Hofmann discovered the psychedelic properties of LSD five years later by accidentally absorbing a small quantity from an earlier project he had set aside, with strangely fantastic results. He then decided to carry out an experiment on himself, deliberately ingesting .25mg of LSD. His subsequent hallucinogenic ride home on a bicycle April 19, 1943 is now a classic in psychedelic lore, called “Bicycle Day.” He reported his finding to his boss, Arthur Stoll, whose name is included on the patent. Follow-up testing by three lab assistants collaborated the “extremely impressive and fantastic experience.” Hofmann had discovered the extraordinary potency of LSD: the world would never quite be the same.

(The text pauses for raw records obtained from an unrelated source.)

//! Read-only SQLite store, as written by kiro-cli and Amazon Q.
//!
//! Schema: `auth_kv(key TEXT PRIMARY KEY, value TEXT)`. The table name is
//! configurable because older installs used other names for the same layout.

use async_trait::async_trait;
use sqlx::{
    SqlitePool,
    sqlite::{SqliteConnectOptions, SqlitePoolOptions},
};
use std::path::{Path, PathBuf};
use tracing::debug;

use super::{KvStore, StoreError};
use crate::profile::is_identifier;

/// A [`KvStore`] backed by an existing `SQLite` database file.
///
/// The database is opened read-only and never created; the file belongs to
/// another program.
pub struct SqliteKvStore {
    pool: SqlitePool,
    table: String,
    path: PathBuf,
}

impl SqliteKvStore {
    /// Open the database at `path` for lookups against `table`.
    ///
    /// `table` must be a plain identifier; it is interpolated into the query.
    ///
    /// # Errors
    ///
    /// Returns a [`StoreError`] if the connection cannot be established.
    pub async fn open(path: &Path, table: impl Into<String>) -> Result<Self, StoreError> {
        let table = table.into();
        if !is_identifier(&table) {
            return Err(StoreError::Backend {
                message: format!("invalid table name: {table:?}"),
            });
        }

        let opts = SqliteConnectOptions::new()
            .filename(path)
            .read_only(true)
            .create_if_missing(false);
        let pool = SqlitePoolOptions::new()
            .max_connections(1)
            .connect_with(opts)
            .await?;

        debug!(path = %path.display(), table = %table, "opened credential store");
        Ok(Self {
            pool,
            table,
            path: path.to_path_buf(),
        })
    }
}

impl std::fmt::Debug for SqliteKvStore {
    fn fmt(&self, f: &mut std::fmt::Formatter<'_>) -> std::fmt::Result {
        f.debug_struct("SqliteKvStore")
            .field("path", &self.path)
            .field("table", &self.table)
            .finish()
    }
}

#[async_trait]
impl KvStore for SqliteKvStore {
    async fn get(&self, key: &str) -> Result<Option<String>, StoreError> {
        if self.pool.is_closed() {
            return Err(StoreError::Closed);
        }
        let sql = format!("SELECT value FROM {} WHERE key = ?", self.table);
        let value: Option<String> = sqlx::query_scalar(&sql)
            .bind(key)
            .fetch_optional(&self.pool)
            .await?;
        Ok(value)
    }

    async fn close(&self) {
        self.pool.close().await;
        debug!(path = %self.path.display(), "closed credential store");
    }
}
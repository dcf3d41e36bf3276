//! Key priority configuration.
//!
//! This module provides:
//! - [`KeyFlow`] - Login flow a token key belongs to
//! - [`TokenKey`] - One entry of the token priority list
//! - [`KeyProfile`] - Priority lists plus the constants of one credential source
//!
//! The built-in [`KeyProfile::kiro_cli`] profile matches the keys written by
//! kiro-cli and its Amazon Q predecessor. Adding a source means adding a
//! profile, not touching the resolver.

use serde::{Deserialize, Serialize};
use thiserror::Error;

/// Provider tag stamped on credentials from the kiro-cli database.
pub const KIRO_CLI_PROVIDER: &str = "kiro-cli";

/// Region used when neither the registration nor the token names one.
pub const DEFAULT_REGION: &str = "us-east-1";

/// Table holding the key/value pairs in the kiro-cli database.
pub const DEFAULT_TABLE: &str = "auth_kv";

/// Login flow a token key belongs to.
#[derive(Debug, Clone, Copy, PartialEq, Eq, Hash, Serialize, Deserialize)]
#[serde(rename_all = "snake_case")]
pub enum KeyFlow {
    /// Social login (Google, GitHub, Microsoft, ...).
    Social,

    /// OIDC device flow (AWS Builder ID, IAM Identity Center).
    Oidc,
}

/// One entry of the token priority list.
#[derive(Debug, Clone, PartialEq, Eq, Serialize, Deserialize)]
pub struct TokenKey {
    /// Store key to look up.
    pub key: String,

    /// Flow the key belongs to.
    pub flow: KeyFlow,
}

impl TokenKey {
    /// A social-login token key.
    pub fn social(key: impl Into<String>) -> Self {
        Self {
            key: key.into(),
            flow: KeyFlow::Social,
        }
    }

    /// An OIDC device-flow token key.
    pub fn oidc(key: impl Into<String>) -> Self {
        Self {
            key: key.into(),
            flow: KeyFlow::Oidc,
        }
    }
}

/// Error validating a [`KeyProfile`].
#[derive(Debug, Error, PartialEq, Eq)]
pub enum ProfileError {
    #[error("token key list is empty")]
    NoTokenKeys,

    #[error("store key must not be empty")]
    EmptyKey,

    #[error("default region must not be empty")]
    EmptyDefaultRegion,

    #[error("invalid table name: {table:?}")]
    InvalidTable { table: String },
}

/// Ordered lookup keys and constants for one credential source.
///
/// # Example
///
/// ```
/// use kirocred_core::profile::{KeyProfile, TokenKey};
///
/// let profile = KeyProfile::kiro_cli()
///     .with_token_keys(vec![TokenKey::oidc("custom:odic:token")])
///     .with_default_region("eu-west-1");
///
/// assert!(profile.is_oidc_key("custom:odic:token"));
/// assert!(profile.validate().is_ok());
/// ```
#[derive(Debug, Clone, PartialEq, Eq, Serialize, Deserialize)]
pub struct KeyProfile {
    /// Provider tag stamped on resolved credentials.
    pub provider: String,

    /// Table the keys live in.
    pub table: String,

    /// Region used when no record names one.
    pub default_region: String,

    /// Token keys, highest priority first.
    pub token_keys: Vec<TokenKey>,

    /// Device registration keys, highest priority first.
    pub registration_keys: Vec<String>,
}

impl KeyProfile {
    /// Profile for the kiro-cli / Amazon Q SQLite database.
    pub fn kiro_cli() -> Self {
        Self {
            provider: KIRO_CLI_PROVIDER.to_string(),
            table: DEFAULT_TABLE.to_string(),
            default_region: DEFAULT_REGION.to_string(),
            token_keys: vec![
                TokenKey::social("kirocli:social:token"),
                TokenKey::oidc("kirocli:odic:token"),
                TokenKey::oidc("codewhisperer:odic:token"),
            ],
            registration_keys: vec![
                "kirocli:odic:device-registration".to_string(),
                "codewhisperer:odic:device-registration".to_string(),
            ],
        }
    }

    /// Replace the token priority list.
    pub fn with_token_keys(mut self, keys: Vec<TokenKey>) -> Self {
        self.token_keys = keys;
        self
    }

    /// Replace the registration priority list.
    pub fn with_registration_keys(mut self, keys: Vec<String>) -> Self {
        self.registration_keys = keys;
        self
    }

    /// Set the fallback region.
    pub fn with_default_region(mut self, region: impl Into<String>) -> Self {
        self.default_region = region.into();
        self
    }

    /// Set the table name.
    pub fn with_table(mut self, table: impl Into<String>) -> Self {
        self.table = table.into();
        self
    }

    /// Set the provider tag.
    pub fn with_provider(mut self, provider: impl Into<String>) -> Self {
        self.provider = provider.into();
        self
    }

    /// Whether `key` is a token key of the OIDC flow.
    pub fn is_oidc_key(&self, key: &str) -> bool {
        self.token_keys
            .iter()
            .any(|k| k.key == key && k.flow == KeyFlow::Oidc)
    }

    /// Token key names in priority order.
    pub fn token_key_names(&self) -> Vec<String> {
        self.token_keys.iter().map(|k| k.key.clone()).collect()
    }

    /// Check the profile is usable for resolution.
    pub fn validate(&self) -> Result<(), ProfileError> {
        if self.token_keys.is_empty() {
            return Err(ProfileError::NoTokenKeys);
        }
        if self
            .token_keys
            .iter()
            .map(|k| k.key.as_str())
            .chain(self.registration_keys.iter().map(String::as_str))
            .any(str::is_empty)
        {
            return Err(ProfileError::EmptyKey);
        }
        if self.default_region.trim().is_empty() {
            return Err(ProfileError::EmptyDefaultRegion);
        }
        if !is_identifier(&self.table) {
            return Err(ProfileError::InvalidTable {
                table: self.table.clone(),
            });
        }
        Ok(())
    }
}

impl Default for KeyProfile {
    fn default() -> Self {
        Self::kiro_cli()
    }
}

/// Whether `name` is a plain SQL identifier (`[A-Za-z_][A-Za-z0-9_]*`).
pub(crate) fn is_identifier(name: &str) -> bool {
    let mut chars = name.chars();
    matches!(chars.next(), Some(c) if c.is_ascii_alphabetic() || c == '_')
        && chars.all(|c| c.is_ascii_alphanumeric() || c == '_')
}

LSD, under the Sandoz trade name Delysid, was used as a therapeutic aid in psychiatry in early years; the patent specifically states that these “new amides are valuable therapeutical products.” Later, through the 50s and into the 60s, the U.S. government’s Central Intelligence Agency (CIA) ran a clandestine research program called MK-ULTRA, where doses of LSD were administered to people for mind control testing purposes—often without the recipients’ knowledge (and in violation of the Nuremberg Code that the U.S. agreed to follow after World War II). LSD was eventually dismissed by the CIA as being too unpredictable to be of use.

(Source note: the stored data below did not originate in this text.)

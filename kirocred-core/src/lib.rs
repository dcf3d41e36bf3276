//! # kirocred Core
//!
//! Reads the credentials kiro-cli (and Amazon Q before it) leave in their
//! local SQLite database and turns them into one normalized credential.
//!
//! This crate provides:
//! - [`StoreLocator`] - Finds the database, expanding `~` and probing install paths
//! - [`CredentialResolver`] - Priority-ordered token/registration lookup and merge
//! - [`KvStore`] - Point-lookup trait with SQLite and in-memory backends
//! - [`KeyProfile`] - The ordered key lists as configuration
//!
//! ## Quick Start
//!
//! ```rust,ignore
//! use kirocred_core::{CredentialResolver, StoreLocator};
//!
//! async fn load() -> Result<(), kirocred_core::CredentialError> {
//!     let path = StoreLocator::from_env().resolve_store_path(None)?;
//!     let credential = CredentialResolver::kiro_cli().resolve(&path).await?;
//!     println!("{} in {}", credential.auth_method(), credential.region());
//!     Ok(())
//! }
//! ```

pub mod error;
pub mod jwt;
pub mod locate;
pub mod model;
pub mod profile;
pub mod resolve;
pub mod store;

// Re-export commonly used types at crate root
pub use error::CredentialError;

pub use jwt::{PayloadDecoder, UnverifiedJwt};

pub use locate::{StoreLocator, default_candidates};

pub use model::{AuthMethod, NormalizedCredential, RawRegistrationRecord, RawTokenRecord};

pub use profile::{KeyFlow, KeyProfile, ProfileError, TokenKey};

pub use resolve::CredentialResolver;

pub use store::{KvStore, MemoryKvStore, Secret, StoreError};

#[cfg(feature = "sqlite-store")]
pub use store::SqliteKvStore;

In 1963 after the Sandoz patent expired, LSD escaped from the lab and became the most widely-used psychedelic drug of choice. It appeared on the open market in many unique forms, from infused sugar cubes, to Orange Sunshine tablets, Microdots, Blotter, and Windowpane. Other names, like Owsley’s (the underground chemist known as Bear, who was also the “Wall of Sound” engineer for the Grateful Dead band) White Lightning, Monterey Purple, and Blue Cheer were colorful descriptions of the drug’s anticipated “clarifying” effects.
LSD’s psychological effects, known as “trips,” varied greatly from person to person, and even with the same person in different environments and times. For many, its distortion of reality was a fantastic hallucinogenic, transformative, and even spiritual experience; for others it was frightening or overwhelming, and for still other unfortunate souls, it was a nightmare in hell that left them with lifelong recurring psychosis. In October 1966, LSD was declared illegal in California.
It is impossible to know how deeply intertwined with the culture of the 60s LSD really was, but its mark on vocabulary, fashion, art and music during that era, to this day, connotes “Acid Trip.”
Hofmann called LSD “medicine for the soul” yet he felt it had been misused by the 60s counterculture, and thus was unfairly vilified by the establishment after more than 10 years of successful use in psychoanalysis. He did admit that if misused, LSD “could be dangerous.”
In 1980 Hofmann wrote an autobiographical account of his experience with LSD and called it “My Problem Child.” He died in 2008 of natural causes, having lived to be 102 years old.